One strand of the Old Testament’s message is especially pertinent to the present discussion. I refer to what scholars call the Prophetic Tradition, a recurring voice throughout the Old Testament that called Israel back to faithful covenant relationship with God. This tradition is worth explicating here. Listen to Amos 5.21-23:

I hate, I despise your festivals,
and I take no delight in your solemn assemblies.
Even though you offer me your burnt offerings and grain offerings,
I will not accept them;
and the offerings of well-being of your fatted animals
I will not look upon.
Take away from me the noise of your songs;
I will not listen to the melody of your harps.

We have here a litany of how ancient Israel put into practice their love of God, which revolved around sacrifices offered at the temple in Jerusalem. God prescribed all this as the proper way to put their love of God into practice. Why does God now hate these things? The answer is in verses 11-12:

because you trample on the poor
and you take from them levies of grain,
you have built houses of hewn stone,
but you shall not live in them;
you have planted pleasant vineyards,
but you shall not drink their wine.
For I know how many are your transgressions,
and how great are your sins –
you who afflict the righteous, who take a bribe,
and push aside the needy in the gate.

God’s message of judgment comes to Israel through Amos because Israel has forgotten, as the prophet Micah puts it, “to do justice, and to love kindness, and to walk humbly with your God” (Mi 6.8). From an ethical perspective, Israel has forgotten that the second table of the law flows ineluctably from the first, that the love of neighbor is itself a part of the love of God. What does God recommend through his prophet Amos as the proper response to this unacceptable state of affairs? It certainly is not more burnt offerings! Amos provides an answer in verse 15:

Hate evil and love good,
and establish justice in the gate.

God demands that God’s people address the social injustice in their midst, that they oppose it, that they hate it.
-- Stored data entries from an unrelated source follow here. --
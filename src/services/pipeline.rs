/// Two-stage discovery pipeline and its state machine
///
/// User prompt → intent extraction → filter-to-query discovery → results.
/// The stages are strictly sequential: the discovery request is never issued
/// until intent extraction resolves, because its input is the first stage's
/// output.
///
/// State lives in an explicit struct updated through a single reducer, with
/// each external event as a discriminated action. Overlap is handled by a
/// single-flight guard plus a request sequence number: a submission is
/// ignored while one is outstanding, and a response is applied only if its
/// sequence number is the latest issued, so a slow response can never
/// overwrite newer state.
use std::sync::Arc;

use chrono::Utc;
use tokio::sync::RwLock;

use crate::{
    db::SessionStore,
    error::{AppError, AppResult},
    models::{FilterObject, RateLimitState, ResultMovie, SavedSession},
    services::{discovery::DiscoveryProvider, intent::IntentExtractor},
};

pub const NO_RESULTS_MESSAGE: &str =
    "No movies found matching your criteria. Try a different description.";

/// The discovery view state: last prompt, the filters derived from it, the
/// movies those filters matched, and the surfaced error, if any
#[derive(Debug, Clone, Default)]
pub struct DiscoverState {
    pub prompt: String,
    pub filters: Option<FilterObject>,
    pub movies: Vec<ResultMovie>,
    pub error: Option<String>,
    in_flight: Option<u64>,
    last_seq: u64,
}

/// External events driving the reducer
#[derive(Debug)]
pub enum Action {
    FiltersReceived {
        seq: u64,
        filters: FilterObject,
    },
    ResultsReceived {
        seq: u64,
        movies: Vec<ResultMovie>,
    },
    Failed {
        seq: u64,
        message: String,
    },
    Restored {
        session: SavedSession,
    },
    Cleared,
}

impl DiscoverState {
    /// Single-flight guard. Returns `None` while a request is outstanding;
    /// otherwise issues the next sequence number and clears prior
    /// filters/results/error before the attempt, so a failed attempt can
    /// never show stale filters next to new results.
    pub fn try_begin(&mut self, prompt: &str) -> Option<u64> {
        if self.in_flight.is_some() {
            return None;
        }

        self.last_seq += 1;
        let seq = self.last_seq;
        self.in_flight = Some(seq);
        self.prompt = prompt.to_string();
        self.filters = None;
        self.movies.clear();
        self.error = None;
        Some(seq)
    }

    /// Applies one action. Sequence-carrying actions are dropped when their
    /// seq is not the latest issued.
    pub fn reduce(&mut self, action: Action) {
        match action {
            Action::FiltersReceived { seq, filters } => {
                if seq != self.last_seq {
                    tracing::debug!(seq, latest = self.last_seq, "Dropping stale filters");
                    return;
                }
                self.filters = Some(filters);
            }
            Action::ResultsReceived { seq, movies } => {
                if seq != self.last_seq {
                    tracing::debug!(seq, latest = self.last_seq, "Dropping stale results");
                    return;
                }
                self.error = if movies.is_empty() {
                    Some(NO_RESULTS_MESSAGE.to_string())
                } else {
                    None
                };
                self.movies = movies;
                self.in_flight = None;
            }
            Action::Failed { seq, message } => {
                if seq != self.last_seq {
                    tracing::debug!(seq, latest = self.last_seq, "Dropping stale failure");
                    return;
                }
                self.error = Some(message);
                self.in_flight = None;
            }
            Action::Restored { session } => {
                self.prompt = session.prompt;
                self.filters = session.filters;
                self.movies = session.movies;
                self.error = None;
            }
            Action::Cleared => {
                self.prompt.clear();
                self.filters = None;
                self.movies.clear();
                self.error = None;
                // Invalidate any in-flight response rather than wait for it
                self.last_seq += 1;
                self.in_flight = None;
            }
        }
    }
}

/// Outcome of a submission attempt
#[derive(Debug, PartialEq, Eq)]
pub enum SubmitOutcome {
    /// Empty prompt or overlapping submission; nothing was dispatched
    Ignored,
    /// Both stages resolved and state was updated
    Completed,
}

/// Owns the pipeline state and its upstream collaborators
pub struct DiscoverPipeline {
    intent: Arc<dyn IntentExtractor>,
    discovery: Arc<dyn DiscoveryProvider>,
    sessions: Arc<dyn SessionStore>,
    state: RwLock<DiscoverState>,
    rate_limit: RwLock<RateLimitState>,
}

impl DiscoverPipeline {
    pub fn new(
        intent: Arc<dyn IntentExtractor>,
        discovery: Arc<dyn DiscoveryProvider>,
        sessions: Arc<dyn SessionStore>,
    ) -> Self {
        Self {
            intent,
            discovery,
            sessions,
            state: RwLock::new(DiscoverState::default()),
            rate_limit: RwLock::new(RateLimitState::default()),
        }
    }

    /// Restores the saved session into memory, if one is live
    pub async fn restore(&self) {
        if let Some(session) = self.sessions.load().await {
            tracing::info!(
                prompt = %session.prompt,
                movies = session.movies.len(),
                "Restored saved session"
            );
            self.state.write().await.reduce(Action::Restored { session });
        }
    }

    /// Current view state and rate-limit view
    pub async fn snapshot(&self) -> (DiscoverState, RateLimitState) {
        let state = self.state.read().await.clone();
        let rate_limit = self.rate_limit.read().await.clone();
        (state, rate_limit)
    }

    /// Clears the stored session and resets the in-memory state
    pub async fn clear(&self) {
        self.sessions.clear().await;
        self.state.write().await.reduce(Action::Cleared);
    }

    /// Runs the two-stage flow for one prompt submission.
    ///
    /// Empty prompts and overlapping submissions are silent no-ops. Stage
    /// two is never attempted when stage one fails.
    pub async fn submit(&self, prompt: &str) -> AppResult<SubmitOutcome> {
        let prompt = prompt.trim();
        if prompt.is_empty() {
            return Ok(SubmitOutcome::Ignored);
        }

        // Quota already exhausted with a reset still ahead: fail fast
        // without spending the upstream call
        {
            let rate_limit = self.rate_limit.read().await;
            if rate_limit.is_exhausted() {
                if let Some(reset_at) = rate_limit.reset_at.filter(|t| *t > Utc::now()) {
                    return Err(AppError::RateLimited {
                        message: rate_limited_message(
                            "Rate limit exceeded.".to_string(),
                            &rate_limit,
                        ),
                        limit: rate_limit.limit,
                        reset_at: Some(reset_at),
                        retry_after: rate_limit.retry_after,
                    });
                }
            }
        }

        let Some(seq) = self.state.write().await.try_begin(prompt) else {
            tracing::debug!("Submission ignored, request already in flight");
            return Ok(SubmitOutcome::Ignored);
        };

        // Stage one: prompt → filters
        let filters = match self.intent.extract(prompt).await {
            Ok(reply) => {
                if let Some(snapshot) = reply.rate_limit {
                    *self.rate_limit.write().await = snapshot;
                }
                self.state.write().await.reduce(Action::FiltersReceived {
                    seq,
                    filters: reply.filters.clone(),
                });
                reply.filters
            }
            Err(e) => return Err(self.fail(seq, e).await),
        };

        // Stage two: filters → movies
        let movies = match self.discovery.discover(&filters).await {
            Ok(movies) => movies,
            Err(e) => return Err(self.fail(seq, e).await),
        };

        tracing::info!(results = movies.len(), "Discovery pipeline completed");
        self.state
            .write()
            .await
            .reduce(Action::ResultsReceived { seq, movies });

        self.persist(seq).await;
        Ok(SubmitOutcome::Completed)
    }

    /// Records a stage failure and maps rate-limit metadata into the
    /// tracked quota view and the surfaced message
    async fn fail(&self, seq: u64, error: AppError) -> AppError {
        let error = match error {
            AppError::RateLimited {
                message,
                limit,
                reset_at,
                retry_after,
            } => {
                let snapshot = RateLimitState {
                    limit,
                    remaining: 0,
                    reset_at,
                    retry_after,
                };
                let message = rate_limited_message(message, &snapshot);
                *self.rate_limit.write().await = snapshot;
                AppError::RateLimited {
                    message,
                    limit,
                    reset_at,
                    retry_after,
                }
            }
            other => other,
        };

        self.state.write().await.reduce(Action::Failed {
            seq,
            message: error.to_string(),
        });
        error
    }

    /// Writes the current tuple to the session slot, unless a newer
    /// submission has superseded this one
    async fn persist(&self, seq: u64) {
        let state = self.state.read().await;
        if state.last_seq != seq {
            return;
        }

        let session = SavedSession::new(
            state.prompt.clone(),
            state.filters.clone(),
            state.movies.clone(),
            Utc::now(),
        );
        self.sessions.save_in_background(&session);
    }
}

fn rate_limited_message(message: String, state: &RateLimitState) -> String {
    match state.format_reset_time(Utc::now()) {
        Some(wait) => format!("{} Try again in {}.", message.trim_end(), wait),
        None => message,
    }
}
Furthermore, these are not recommendations for an individual’s pious attitudes and charitable activities. Justice must be established at the gate, where the elders sat in ancient towns and cities to hear disputes and render judgments. God’s message through the Old Testament prophets is that faithful and active covenant relationship with God requires that one support the oppressed and oppose the privileged, not only in one’s personal life, but also and critically at the very heart of the structures and institutions that govern society.

Neither is this powerful prophetic witness absent from the New Testament. It seems to have played a key role in Jesus Christ’s own thought. Two examples will suffice to make this point.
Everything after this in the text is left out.